Abstract Ionic liquids (ILs) have been considered as suitable media for the extraction of metals and other elements from the Martian regolith. The complex mineralogy of the Martian regolith and the innumerable possible combinations of cation/anion pairs in available ILs pose challenges to the selection of most effective ILs to extract desired regolith elements. In this work, we utilized molecular dynamics simulations to fundamentally investigate the interactions between three major element oxides in the composition of the Martian regolith simulants, represented as alumina, hematite, and silica, and one basic and one acidic IL, i.e., 1-ethyl-3-methylimidazolium acetate ([emim][Ac]) and 1-ethyl-3-methylimidazolium hydrogen sulfate ([emim][HSO4]), respectively. We used potential of mean force (PMF) calculations to generate the free energy profiles of the cations and anions of both ILs on the oxide surfaces. Additionally, we generated their number density profiles on these surfaces to examine the structural features, including ion layering, at the IL-oxide interfaces.

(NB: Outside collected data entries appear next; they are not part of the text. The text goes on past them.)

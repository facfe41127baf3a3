//! Demo walkthrough: a handful of products, the stock/price operations, and
//! the per-category display behavior. Product output goes to stdout;
//! operational logs go to tracing (stderr).

use chrono::Utc;

use stockroom_catalog::{
    ApplyDiscount, Category, CreateProduct, Product, ProductCommand, ProductEvent, ProductId,
    Restock, SaleRejection, Sell,
};
use stockroom_core::{Aggregate, AggregateId, DomainResult, Money};
use stockroom_events::{Command, Event};

fn main() -> anyhow::Result<()> {
    stockroom_observability::init();

    // The original walkthrough: a TV, discounted then restocked.
    let mut tv = create_product(
        "TV",
        "42-inch television",
        Money::from_major(5500),
        10,
        Category::Electronics,
    )?;
    println!("{tv}\n");

    let tv_id = tv.id_typed();
    dispatch(
        &mut tv,
        ProductCommand::ApplyDiscount(ApplyDiscount {
            product_id: tv_id,
            fraction: 0.3,
            occurred_at: Utc::now(),
        }),
    )?;
    dispatch(
        &mut tv,
        ProductCommand::Restock(Restock {
            product_id: tv_id,
            quantity: 20,
            occurred_at: Utc::now(),
        }),
    )?;
    println!("{tv}\n");

    // Each category renders its own extra lines.
    let jeans = create_product(
        "Jeans",
        "Slim-fit denim",
        Money::from_major(45),
        25,
        Category::Clothing {
            size: "M".to_string(),
        },
    )?;
    let mut game = create_product(
        "Super Plumber",
        "Side-scrolling adventure",
        Money::from_major(60),
        3,
        Category::VideoGame {
            platform: "Switch".to_string(),
            genre: "platformer".to_string(),
        },
    )?;
    let mut soap = create_product(
        "Bar Soap",
        "Unscented, two-pack",
        Money::from_major(4),
        0,
        Category::Hygiene,
    )?;
    for product in [&jeans, &game, &soap] {
        println!("{product}\n");
    }

    // Three-way sale outcome: completed, insufficient stock, out of stock.
    let game_id = game.id_typed();
    let soap_id = soap.id_typed();
    dispatch(&mut game, sell(game_id, 2))?;
    dispatch(&mut game, sell(game_id, 5))?;
    dispatch(&mut soap, sell(soap_id, 1))?;

    // The discount ceiling is a hard failure, unlike a rejected sale.
    let result = dispatch(
        &mut tv,
        ProductCommand::ApplyDiscount(ApplyDiscount {
            product_id: tv_id,
            fraction: 0.6,
            occurred_at: Utc::now(),
        }),
    );
    if let Err(err) = result {
        tracing::warn!(%err, "discount refused");
    }

    Ok(())
}

fn create_product(
    name: &str,
    description: &str,
    price: Money,
    stock: u64,
    category: Category,
) -> DomainResult<Product> {
    let product_id = ProductId::new(AggregateId::new());
    let mut product = Product::empty(product_id);
    let events = product.handle(&ProductCommand::CreateProduct(CreateProduct {
        product_id,
        name: name.to_string(),
        description: description.to_string(),
        price,
        stock,
        category,
        occurred_at: Utc::now(),
    }))?;
    for event in &events {
        product.apply(event);
        tracing::info!(product = name, event = event.event_type(), "event applied");
    }
    Ok(product)
}

fn sell(product_id: ProductId, quantity: u64) -> ProductCommand {
    ProductCommand::Sell(Sell {
        product_id,
        quantity,
        occurred_at: Utc::now(),
    })
}

/// Run a command against a product: decide, apply, report.
fn dispatch(product: &mut Product, command: ProductCommand) -> DomainResult<()> {
    tracing::debug!(aggregate = %command.target_aggregate_id(), "dispatching command");
    let events = product.handle(&command)?;
    for event in &events {
        product.apply(event);
        tracing::info!(event = event.event_type(), "event applied");
        report(event);
    }
    Ok(())
}

/// Console rendering for each observable outcome.
fn report(event: &ProductEvent) {
    match event {
        ProductEvent::ProductCreated(e) => {
            println!("Added to catalog: {}.", e.name);
        }
        ProductEvent::StockRestocked(e) => {
            println!("Stock updated to {} units.", e.new_stock);
        }
        ProductEvent::SaleCompleted(e) => {
            println!("Sale completed! New stock: {}", e.new_stock);
        }
        ProductEvent::SaleRejected(e) => match e.reason {
            SaleRejection::OutOfStock => {
                println!("No stock available.");
            }
            SaleRejection::InsufficientStock { available } => {
                println!(
                    "Insufficient stock for the sale ({} requested). Current stock: {}",
                    e.requested, available
                );
            }
        },
        ProductEvent::DiscountApplied(e) => {
            println!("New price: {}", e.new_price);
        }
    }
}
//! Domain event and command abstractions.

pub mod command;
pub mod event;

pub use command::Command;
pub use event::Event;
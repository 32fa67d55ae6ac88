//! エラーハンドリングテスト

use defect_detective::analyzer::encode_image;
use defect_detective::error::DefectError;

/// 画像以外は InvalidInput
#[test]
fn test_encode_non_image() {
    for content_type in [Some("text/plain"), Some("application/pdf"), Some(""), None] {
        let result = encode_image(b"data", content_type);
        assert!(
            matches!(result, Err(DefectError::InvalidInput(_))),
            "content_type: {:?}",
            content_type
        );
    }
}

/// DefectErrorのDisplay実装確認
#[test]
fn test_error_display() {
    let errors = vec![
        DefectError::InvalidInput("Only image files are supported".to_string()),
        DefectError::Config("テスト設定エラー".to_string()),
        DefectError::MissingApiKey,
        DefectError::CredentialRevoked,
        DefectError::Upstream { status: 502, body: "bad gateway".to_string() },
        DefectError::UpstreamUnreachable("connection refused".to_string()),
        DefectError::NotFound("Analysis not found".to_string()),
        DefectError::LockPoisoned,
    ];

    for err in errors {
        let display = format!("{}", err);
        assert!(!display.is_empty(), "エラーメッセージが空: {:?}", err);
    }
}

/// 漏洩キーのメッセージは再発行を案内する
#[test]
fn test_credential_revoked_message() {
    let display = DefectError::CredentialRevoked.to_string();
    assert!(display.contains("reported as leaked"));
    assert!(display.contains("generate a new API key"));
    assert!(display.contains("GEMINI_API_KEY"));
}

/// 上流エラーにはステータスと本文が含まれる
#[test]
fn test_upstream_message() {
    let display = DefectError::Upstream { status: 429, body: "quota exceeded".to_string() }.to_string();
    assert!(display.contains("429"));
    assert!(display.contains("quota exceeded"));
}

/// IOエラーからの変換
#[test]
fn test_io_error_conversion() {
    let io_err = std::io::Error::new(std::io::ErrorKind::NotFound, "file not found");
    let err: DefectError = io_err.into();

    assert!(matches!(err, DefectError::Io(_)));
    assert!(format!("{}", err).contains("IO"));
}

/// JSONエラーからの変換
#[test]
fn test_json_error_conversion() {
    let json_err = serde_json::from_str::<serde_json::Value>("{ invalid }").unwrap_err();
    let err: DefectError = json_err.into();

    assert!(matches!(err, DefectError::JsonParse(_)));
}

/// ブロッキングタスクの失敗からの変換
#[tokio::test]
async fn test_join_error_conversion() {
    let join_err = tokio::task::spawn_blocking(|| panic!("store thread crashed"))
        .await
        .unwrap_err();
    let err: DefectError = join_err.into();

    assert!(matches!(err, DefectError::Task(_)));
}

Our results indicate that both ILs have less favorable interactions with the silica surface and, hence, are less stable on it than on the metal oxide surfaces. Between the two ILs, [emim][Ac] shows more favorable energetics than [emim][HSO4] with the hematite surface. However, clear distinction cannot be made between the two ILs regarding their interactions with the alumina surface. Our calculated net interfacial energies of the IL-oxide systems further confirm our findings. The current work provides a general methodology to perform an initial screening of different ILs with respect to their potentials to selectively extract metals and other elements from the Martian regolith.